## Data extract
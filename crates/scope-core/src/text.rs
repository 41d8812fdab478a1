// File: crates/scope-core/src/text.rs
// Summary: Text shaper for trace labels using Skia textlayout.

use skia_safe as skia;
use skia::textlayout::{FontCollection, Paragraph, ParagraphBuilder, ParagraphStyle, TextStyle};

pub struct TextShaper {
    fonts: FontCollection,
}

impl TextShaper {
    pub fn new() -> Self {
        let mut fc = FontCollection::new();
        // Use system manager fallback
        fc.set_default_font_manager(skia::FontMgr::default(), None);
        Self { fonts: fc }
    }

    fn make_style(size: f32, color: skia::Color) -> TextStyle {
        let mut ts = TextStyle::new();
        ts.set_font_size(size.max(1.0));
        ts.set_color(color);
        // Channel names mix letters, digits and punctuation; monospace keeps labels aligned.
        ts.set_font_families(&["DejaVu Sans Mono", "Menlo", "Consolas", "monospace"]);
        ts
    }

    /// Lay out `text` wrapped to `max_width`.
    pub fn layout(&self, text: &str, size: f32, color: skia::Color, max_width: f32) -> Paragraph {
        let mut pstyle = ParagraphStyle::new();
        pstyle.set_text_align(skia::textlayout::TextAlign::Left);
        pstyle.set_max_lines(2);
        let mut builder = ParagraphBuilder::new(&pstyle, &self.fonts);
        builder.push_style(&Self::make_style(size, color));
        builder.add_text(text);
        let mut paragraph = builder.build();
        paragraph.layout(max_width.max(1.0));
        paragraph
    }

    /// Draw `text` with its top-left corner at `(x, y)`.
    pub fn draw_top_left(
        &self,
        canvas: &skia::Canvas,
        text: &str,
        (x, y): (f32, f32),
        size: f32,
        color: skia::Color,
        max_width: f32,
    ) {
        let p = self.layout(text, size, color, max_width);
        p.paint(canvas, (x, y));
    }
}

impl Default for TextShaper {
    fn default() -> Self { Self::new() }
}
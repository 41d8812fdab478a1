// File: crates/scope-core/src/geometry.rs
// Summary: Lightweight geometry primitives in local drawing coordinates.

/// A point in local drawing coordinates (origin at the graticule center).
#[derive(Clone, Copy, Debug, PartialEq)]
pub struct Point {
    pub x: f64,
    pub y: f64,
}

impl Point {
    pub const fn new(x: f64, y: f64) -> Self {
        Self { x, y }
    }
    #[inline]
    pub fn is_finite(&self) -> bool {
        self.x.is_finite() && self.y.is_finite()
    }
}

impl From<(f64, f64)> for Point {
    fn from((x, y): (f64, f64)) -> Self {
        Self { x, y }
    }
}

impl std::ops::Add for Point {
    type Output = Point;
    fn add(self, rhs: Point) -> Point {
        Point::new(self.x + rhs.x, self.y + rhs.y)
    }
}

impl std::ops::Sub for Point {
    type Output = Point;
    fn sub(self, rhs: Point) -> Point {
        Point::new(self.x - rhs.x, self.y - rhs.y)
    }
}

/// Straight segment from `(x1, y1)` to `(x2, y2)`.
#[derive(Clone, Copy, Debug, PartialEq)]
pub struct LineSegment {
    pub x1: f64,
    pub y1: f64,
    pub x2: f64,
    pub y2: f64,
}

impl LineSegment {
    pub const fn new(x1: f64, y1: f64, x2: f64, y2: f64) -> Self {
        Self { x1, y1, x2, y2 }
    }
    /// Vertical segment at `x` from `y1` to `y2`.
    pub const fn vline(x: f64, y1: f64, y2: f64) -> Self {
        Self::new(x, y1, x, y2)
    }
    /// Horizontal segment at `y` from `x1` to `x2`.
    pub const fn hline(y: f64, x1: f64, x2: f64) -> Self {
        Self::new(x1, y, x2, y)
    }
    pub fn length(&self) -> f64 {
        (self.x2 - self.x1).hypot(self.y2 - self.y1)
    }
}

#[inline]
pub fn clamp<T: PartialOrd>(v: T, lo: T, hi: T) -> T {
    if v < lo { lo } else if v > hi { hi } else { v }
}
// File: crates/scope-core/src/types.rs
// Summary: Shared types and constants (stage size, grid spacing, label layout).

/// Default surface width in pixels.
pub const WIDTH: i32 = 576;
/// Default surface height in pixels.
pub const HEIGHT: i32 = 576;

/// Pixels between major gridlines.
pub const MAJOR_PIXELS: f64 = 60.0;

/// Minimum gap between accepted scroll events, in milliseconds.
pub const SCROLL_TIMEOUT_MS: u64 = 250;

/// Trace label box geometry, in pixels.
/// Contract: `inset * 2 < width.min(height)`.
#[derive(Clone, Copy, Debug, PartialEq)]
pub struct LabelLayout {
    pub width: f32,
    pub height: f32,
    pub spacing: f32,
    pub inset: f32,
    pub outer_radius: f32,
    pub inner_radius: f32,
    pub text_offset: (f32, f32),
    pub font_size: f32,
}

impl LabelLayout {
    /// Left edge of the `index`-th label in the row.
    pub fn left(&self, index: usize) -> f32 {
        index as f32 * (self.width + self.spacing)
    }
}

impl Default for LabelLayout {
    fn default() -> Self {
        Self {
            width: 144.0,
            height: 48.0,
            spacing: 4.0,
            inset: 3.0,
            outer_radius: 5.0,
            inner_radius: 3.0,
            text_offset: (6.0, 6.0),
            font_size: 14.0,
        }
    }
}

/// Straight 8-bit RGB(A) color, independent of any rendering backend.
#[derive(Clone, Copy, Debug, PartialEq, Eq)]
pub struct Rgba {
    pub r: u8,
    pub g: u8,
    pub b: u8,
    pub a: u8,
}

impl Rgba {
    pub const fn rgb(r: u8, g: u8, b: u8) -> Self { Self { r, g, b, a: 255 } }

    pub const CYAN: Rgba = Rgba::rgb(0, 255, 255);
    pub const MAGENTA: Rgba = Rgba::rgb(255, 0, 255);
    pub const YELLOW: Rgba = Rgba::rgb(255, 255, 0);

    /// Darker shade used for label borders (alpha kept).
    pub fn darken(self) -> Self {
        let f = |c: u8| (c as u16 * 7 / 10) as u8;
        Self { r: f(self.r), g: f(self.g), b: f(self.b), a: self.a }
    }
}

## Activity
In the material above, show every line where the word "color" turns up.

## Response
    fn make_style(size: f32, color: skia::Color) -> TextStyle {
        ts.set_color(color);
    pub fn layout(&self, text: &str, size: f32, color: skia::Color, max_width: f32) -> Paragraph {
        builder.push_style(&Self::make_style(size, color));
        color: skia::Color,
        let p = self.layout(text, size, color, max_width);
/// Straight 8-bit RGB(A) color, independent of any rendering backend.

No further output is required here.